Aim of the task: Each record should be given back exactly, with none missing.

Working data:
//! Requirement evaluation for mission completion paths.
//!
//! A completion path names per-category requirements; [`evaluate`] checks
//! them against a player-state snapshot without mutating either. Absent
//! categories are vacuously satisfied; a requirement referencing a
//! player-state key that does not exist reads as zero / not-visited, which
//! makes it unmet rather than an error.

use crate::player::PlayerState;
use serde::{Deserialize, Serialize};
use std::collections::HashMap;
use std::fmt;

/// The requirements of one completion path. Every present category must be
/// fully satisfied (AND); categories left `None` do not constrain.
#[derive(Debug, Clone, Default, PartialEq, Serialize, Deserialize)]
pub struct PathRequirements {
    /// Item id to minimum quantity held.
    #[serde(skip_serializing_if = "Option::is_none")]
    pub items: Option<HashMap<String, u32>>,

    /// NPC id to minimum relationship score.
    #[serde(skip_serializing_if = "Option::is_none")]
    pub relationships: Option<HashMap<String, i64>>,

    /// Locations the player must have visited.
    #[serde(skip_serializing_if = "Option::is_none")]
    pub locations: Option<Vec<String>>,

    /// Stat name to minimum value.
    #[serde(skip_serializing_if = "Option::is_none")]
    pub stats: Option<HashMap<String, i64>>,
}

impl PathRequirements {
    pub fn new() -> Self {
        Self::default()
    }

    pub fn with_item(mut self, item_id: impl Into<String>, quantity: u32) -> Self {
        self.items
            .get_or_insert_with(HashMap::new)
            .insert(item_id.into(), quantity);
        self
    }

    pub fn with_relationship(mut self, npc_id: impl Into<String>, minimum: i64) -> Self {
        self.relationships
            .get_or_insert_with(HashMap::new)
            .insert(npc_id.into(), minimum);
        self
    }

    pub fn with_location(mut self, location: impl Into<String>) -> Self {
        self.locations
            .get_or_insert_with(Vec::new)
            .push(location.into());
        self
    }

    pub fn with_stat(mut self, name: impl Into<String>, minimum: i64) -> Self {
        self.stats
            .get_or_insert_with(HashMap::new)
            .insert(name.into(), minimum);
        self
    }
}

/// Result of evaluating one path against a snapshot.
#[derive(Debug, Clone, PartialEq, Serialize, Deserialize)]
pub struct RequirementReport {
    pub met: bool,
    pub missing: Vec<MissingRequirement>,
}

/// One unsatisfied requirement, with what the player actually has.
#[derive(Debug, Clone, PartialEq, Serialize, Deserialize)]
#[serde(tag = "category", rename_all = "snake_case")]
pub enum MissingRequirement {
    Item {
        item_id: String,
        needed: u32,
        have: u32,
    },
    Relationship {
        npc_id: String,
        needed: i64,
        have: i64,
    },
    Location {
        location: String,
    },
    Stat {
        name: String,
        needed: i64,
        have: i64,
    },
}

impl fmt::Display for MissingRequirement {
    fn fmt(&self, f: &mut fmt::Formatter<'_>) -> fmt::Result {
        match self {
            Self::Item {
                item_id,
                needed,
                have,
            } => write!(f, "item {item_id} x{needed} (have {have})"),
            Self::Relationship {
                npc_id,
                needed,
                have,
            } => write!(f, "relationship with {npc_id} >= {needed} (have {have})"),
            Self::Location { location } => write!(f, "visit {location}"),
            Self::Stat { name, needed, have } => {
                write!(f, "stat {name} >= {needed} (have {have})")
            }
        }
    }
}

/// Evaluate a path's requirements against a player snapshot.
///
/// Pure: reads both inputs, mutates neither.
pub fn evaluate(requirements: &PathRequirements, player: &PlayerState) -> RequirementReport {
    let mut missing = Vec::new();

    if let Some(items) = &requirements.items {
        // Sorted for a stable missing-report order.
        let mut entries: Vec<_> = items.iter().collect();
        entries.sort_by_key(|(id, _)| id.as_str());
        for (item_id, &needed) in entries {
            let have = player.item_count(item_id);
            if have < needed {
                missing.push(MissingRequirement::Item {
                    item_id: item_id.clone(),
                    needed,
                    have,
                });
            }
        }
    }

    if let Some(relationships) = &requirements.relationships {
        let mut entries: Vec<_> = relationships.iter().collect();
        entries.sort_by_key(|(id, _)| id.as_str());
        for (npc_id, &needed) in entries {
            let have = player.relationship(npc_id);
            if have < needed {
                missing.push(MissingRequirement::Relationship {
                    npc_id: npc_id.clone(),
                    needed,
                    have,
                });
            }
        }
    }

    if let Some(locations) = &requirements.locations {
        for location in locations {
            if !player.has_visited(location) {
                missing.push(MissingRequirement::Location {
                    location: location.clone(),
                });
            }
        }
    }

    if let Some(stats) = &requirements.stats {
        let mut entries: Vec<_> = stats.iter().collect();
        entries.sort_by_key(|(name, _)| name.as_str());
        for (name, &needed) in entries {
            let have = player.stat(name);
            if have < needed {
                missing.push(MissingRequirement::Stat {
                    name: name.clone(),
                    needed,
                    have,
                });
            }
        }
    }

    RequirementReport {
        met: missing.is_empty(),
        missing,
    }
}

Expected answer:
//! Requirement evaluation for mission completion paths.
//!
//! A completion path names per-category requirements; [`evaluate`] checks
//! them against a player-state snapshot without mutating either. Absent
//! categories are vacuously satisfied; a requirement referencing a
//! player-state key that does not exist reads as zero / not-visited, which
//! makes it unmet rather than an error.

use crate::player::PlayerState;
use serde::{Deserialize, Serialize};
use std::collections::HashMap;
use std::fmt;

/// The requirements of one completion path. Every present category must be
/// fully satisfied (AND); categories left `None` do not constrain.
#[derive(Debug, Clone, Default, PartialEq, Serialize, Deserialize)]
pub struct PathRequirements {
    /// Item id to minimum quantity held.
    #[serde(skip_serializing_if = "Option::is_none")]
    pub items: Option<HashMap<String, u32>>,

    /// NPC id to minimum relationship score.
    #[serde(skip_serializing_if = "Option::is_none")]
    pub relationships: Option<HashMap<String, i64>>,

    /// Locations the player must have visited.
    #[serde(skip_serializing_if = "Option::is_none")]
    pub locations: Option<Vec<String>>,

    /// Stat name to minimum value.
    #[serde(skip_serializing_if = "Option::is_none")]
    pub stats: Option<HashMap<String, i64>>,
}

impl PathRequirements {
    pub fn new() -> Self {
        Self::default()
    }

    pub fn with_item(mut self, item_id: impl Into<String>, quantity: u32) -> Self {
        self.items
            .get_or_insert_with(HashMap::new)
            .insert(item_id.into(), quantity);
        self
    }

    pub fn with_relationship(mut self, npc_id: impl Into<String>, minimum: i64) -> Self {
        self.relationships
            .get_or_insert_with(HashMap::new)
            .insert(npc_id.into(), minimum);
        self
    }

    pub fn with_location(mut self, location: impl Into<String>) -> Self {
        self.locations
            .get_or_insert_with(Vec::new)
            .push(location.into());
        self
    }

    pub fn with_stat(mut self, name: impl Into<String>, minimum: i64) -> Self {
        self.stats
            .get_or_insert_with(HashMap::new)
            .insert(name.into(), minimum);
        self
    }
}

/// Result of evaluating one path against a snapshot.
#[derive(Debug, Clone, PartialEq, Serialize, Deserialize)]
pub struct RequirementReport {
    pub met: bool,
    pub missing: Vec<MissingRequirement>,
}

/// One unsatisfied requirement, with what the player actually has.
#[derive(Debug, Clone, PartialEq, Serialize, Deserialize)]
#[serde(tag = "category", rename_all = "snake_case")]
pub enum MissingRequirement {
    Item {
        item_id: String,
        needed: u32,
        have: u32,
    },
    Relationship {
        npc_id: String,
        needed: i64,
        have: i64,
    },
    Location {
        location: String,
    },
    Stat {
        name: String,
        needed: i64,
        have: i64,
    },
}

impl fmt::Display for MissingRequirement {
    fn fmt(&self, f: &mut fmt::Formatter<'_>) -> fmt::Result {
        match self {
            Self::Item {
                item_id,
                needed,
                have,
            } => write!(f, "item {item_id} x{needed} (have {have})"),
            Self::Relationship {
                npc_id,
                needed,
                have,
            } => write!(f, "relationship with {npc_id} >= {needed} (have {have})"),
            Self::Location { location } => write!(f, "visit {location}"),
            Self::Stat { name, needed, have } => {
                write!(f, "stat {name} >= {needed} (have {have})")
            }
        }
    }
}

/// Evaluate a path's requirements against a player snapshot.
///
/// Pure: reads both inputs, mutates neither.
pub fn evaluate(requirements: &PathRequirements, player: &PlayerState) -> RequirementReport {
    let mut missing = Vec::new();

    if let Some(items) = &requirements.items {
        // Sorted for a stable missing-report order.
        let mut entries: Vec<_> = items.iter().collect();
        entries.sort_by_key(|(id, _)| id.as_str());
        for (item_id, &needed) in entries {
            let have = player.item_count(item_id);
            if have < needed {
                missing.push(MissingRequirement::Item {
                    item_id: item_id.clone(),
                    needed,
                    have,
                });
            }
        }
    }

    if let Some(relationships) = &requirements.relationships {
        let mut entries: Vec<_> = relationships.iter().collect();
        entries.sort_by_key(|(id, _)| id.as_str());
        for (npc_id, &needed) in entries {
            let have = player.relationship(npc_id);
            if have < needed {
                missing.push(MissingRequirement::Relationship {
                    npc_id: npc_id.clone(),
                    needed,
                    have,
                });
            }
        }
    }

    if let Some(locations) = &requirements.locations {
        for location in locations {
            if !player.has_visited(location) {
                missing.push(MissingRequirement::Location {
                    location: location.clone(),
                });
            }
        }
    }

    if let Some(stats) = &requirements.stats {
        let mut entries: Vec<_> = stats.iter().collect();
        entries.sort_by_key(|(name, _)| name.as_str());
        for (name, &needed) in entries {
            let have = player.stat(name);
            if have < needed {
                missing.push(MissingRequirement::Stat {
                    name: name.clone(),
                    needed,
                    have,
                });
            }
        }
    }

    RequirementReport {
        met: missing.is_empty(),
        missing,
    }
}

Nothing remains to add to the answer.